The other protest concerned the restart procedure itself and the number of lapped cars overtaking the safety car, having been given the green light to do so.
Of the lapped drivers, only Lando Norris, Fernando Alonso, Esteban Ocon, Charles Leclerc and Sebastian Vettel overtook — those five were originally between Hamilton and Verstappen — while Daniel Ricciardo, Lance Stroll and Mick Schumacher did not.
Mercedes argued Hamilton would have won the race if all had overtaken the safety car due to the time required, making a final lap showdown impossible. Stewards ruled that it made no difference since the other three were not interfering with the outcome of the race, and also that race director Michael Masi had authority “to control the use of the safety car” in this case.
Before Latifi’s crash, Hamilton was coasting to world title No. 8.
There had already been one virtual safety car deployed earlier in the race for a smaller crash, but this time the real one came out with little time left to remove Latifi’s car and clear debris off the track.
Verstappen’s Red Bull team decided to pit him to switch to new tires while Mercedes stayed out to keep track position. But it ultimately left Hamilton at Verstappen’s mercy on far quicker, fresh tires than Hamilton’s fading, slower ones. They were supposed to take him over the line, but in the end they couldn’t hold off Verstappen.
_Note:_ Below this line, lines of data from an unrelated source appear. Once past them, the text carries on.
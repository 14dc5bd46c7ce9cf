//! Discarding results of fetches that finished after the selection moved on.

use std::sync::atomic::{AtomicU64, Ordering};
use std::sync::RwLock;

use crate::domain::Period;

/// Issued with every fetch; identifies the period it was issued for.
#[derive(Debug, Clone, Copy, PartialEq, Eq)]
pub struct PeriodTicket {
    pub period: Period,
    pub generation: u64,
}

/// Tracks the currently selected period and the latest fetch issued for it.
#[derive(Debug)]
pub struct PeriodGuard {
    selected: RwLock<Period>,
    generation: AtomicU64,
}

impl PeriodGuard {
    pub fn new(period: Period) -> Self {
        Self {
            selected: RwLock::new(period),
            generation: AtomicU64::new(0),
        }
    }

    pub fn selected(&self) -> Period {
        match self.selected.read() {
            Ok(period) => *period,
            Err(poisoned) => *poisoned.into_inner(),
        }
    }

    /// Changes the selection; tickets issued earlier become stale.
    pub fn select(&self, period: Period) -> PeriodTicket {
        match self.selected.write() {
            Ok(mut selected) => *selected = period,
            Err(poisoned) => *poisoned.into_inner() = period,
        }
        self.issue()
    }

    /// New ticket for the current selection, superseding any earlier one.
    pub fn issue(&self) -> PeriodTicket {
        let generation = self.generation.fetch_add(1, Ordering::SeqCst) + 1;
        PeriodTicket {
            period: self.selected(),
            generation,
        }
    }

    pub fn is_current(&self, ticket: &PeriodTicket) -> bool {
        ticket.period == self.selected()
            && ticket.generation == self.generation.load(Ordering::SeqCst)
    }

    /// Passes `value` through only if `ticket` is still the latest for the selection.
    pub fn accept<T>(&self, ticket: &PeriodTicket, value: T) -> Option<T> {
        if self.is_current(ticket) {
            Some(value)
        } else {
            tracing::debug!(
                period = %ticket.period,
                generation = ticket.generation,
                "discarding stale result"
            );
            None
        }
    }
}
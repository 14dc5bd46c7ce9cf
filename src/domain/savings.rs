//! Point-in-time savings balances.

use chrono::{DateTime, Utc};
use serde::{Deserialize, Serialize};
use uuid::Uuid;

use crate::currency::CurrencyCode;
use crate::domain::amount::coerce_amount;
use crate::domain::common::{Identifiable, OwnerId, Owned};

/// One currency-tagged balance inside a snapshot (a bank account, wallet or cash).
#[derive(Debug, Clone, PartialEq, Serialize, Deserialize)]
pub struct SubBalance {
    pub label: String,
    pub currency: CurrencyCode,
    pub amount: f64,
}

impl SubBalance {
    pub fn new(label: impl Into<String>, currency: CurrencyCode, amount: f64) -> Self {
        Self {
            label: label.into(),
            currency,
            amount,
        }
    }
}

/// Append-only record of balances; the most recent one is "current".
#[derive(Debug, Clone, PartialEq, Serialize, Deserialize)]
#[serde(rename_all = "camelCase")]
pub struct SavingsSnapshot {
    pub id: Uuid,
    pub owner_id: OwnerId,
    pub balances: Vec<SubBalance>,
    pub taken_at: DateTime<Utc>,
}

impl SavingsSnapshot {
    pub fn new(owner_id: OwnerId, balances: Vec<SubBalance>, taken_at: DateTime<Utc>) -> Self {
        Self {
            id: Uuid::new_v4(),
            owner_id,
            balances,
            taken_at,
        }
    }

    /// Sum of sub-balances held in `currency`, without conversion.
    pub fn total_in(&self, currency: &CurrencyCode) -> f64 {
        self.balances
            .iter()
            .filter(|balance| &balance.currency == currency)
            .map(|balance| coerce_amount(balance.amount))
            .sum()
    }
}

impl Identifiable for SavingsSnapshot {
    fn id(&self) -> Uuid {
        self.id
    }
}

impl Owned for SavingsSnapshot {
    fn owner(&self) -> &OwnerId {
        &self.owner_id
    }
}

/// Picks the most recently taken snapshot.
pub fn latest_snapshot<'a>(
    snapshots: impl IntoIterator<Item = &'a SavingsSnapshot>,
) -> Option<&'a SavingsSnapshot> {
    snapshots.into_iter().max_by_key(|snapshot| snapshot.taken_at)
}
Initially, the decision was taken not to let lapped cars overtake the safety car, which would have meant several drivers would have been in Verstappen’s way at the restart and made it more difficult to reach Hamilton over one lap.
Red Bull team principal Christian Horner was in radio contact with Masi at that point and said “(But) we only need one lap” to finish a race properly.
Masi then reversed the call to allow lapped cars to pass and set up that final lap of racing.
“When everything is clear you have to release the track, so that’s a fair point from the race direction,” Verstappen said after the race in agreement.
Verstappen made his pass in the fifth turn and Hamilton had one last shot. He pulled his Mercedes even with the Red Bull but couldn’t clear it. Verstappen became the first Dutch world champion and thwarted Hamilton’s bid to move one clear of Michael Schumacher as the most successful driver in F1 history.
The finish angered Mercedes boss Toto Wolff, who demanded “the last lap be reinstated.”
But Masi was firm in his reply.
“Toto, it’s called a motor race,” he said. “We went car racing.”
The other protest was for the way Verstappen drove before the race restarted. He pulled right alongside Hamilton near the end of Lap 57 and fractionally ahead on Lap 58.
The regulations say “no driver may overtake another car on the track, including the safety car, until he passes the line for the first time after the safety car has returned to the pits.”
Mercedes had lodged their protests within the allotted 30-minute window after the race.
The team said it would “not make any further comment on the detail of that until the hearing has been conducted.”
Horner said “we are disappointed there has been a protest, but we trust in the FIA.”
Verstappen was also asked to comment on Mercedes’s decision to protest.
“Not much really to say about that, it also sums up a little bit the season,” said Verstappen, who in previous races has expressed frustration at some penalties that have been given against him — including two in the last race in Saudi Arabia.
He had responded with sarcasm to the initial decision not to allow lapped cars to overtake the safety car.
“Of course, I’m not surprised,” Verstappen said with an air of resignation.
Minutes later, he was overtaking Hamilton on the way to glory.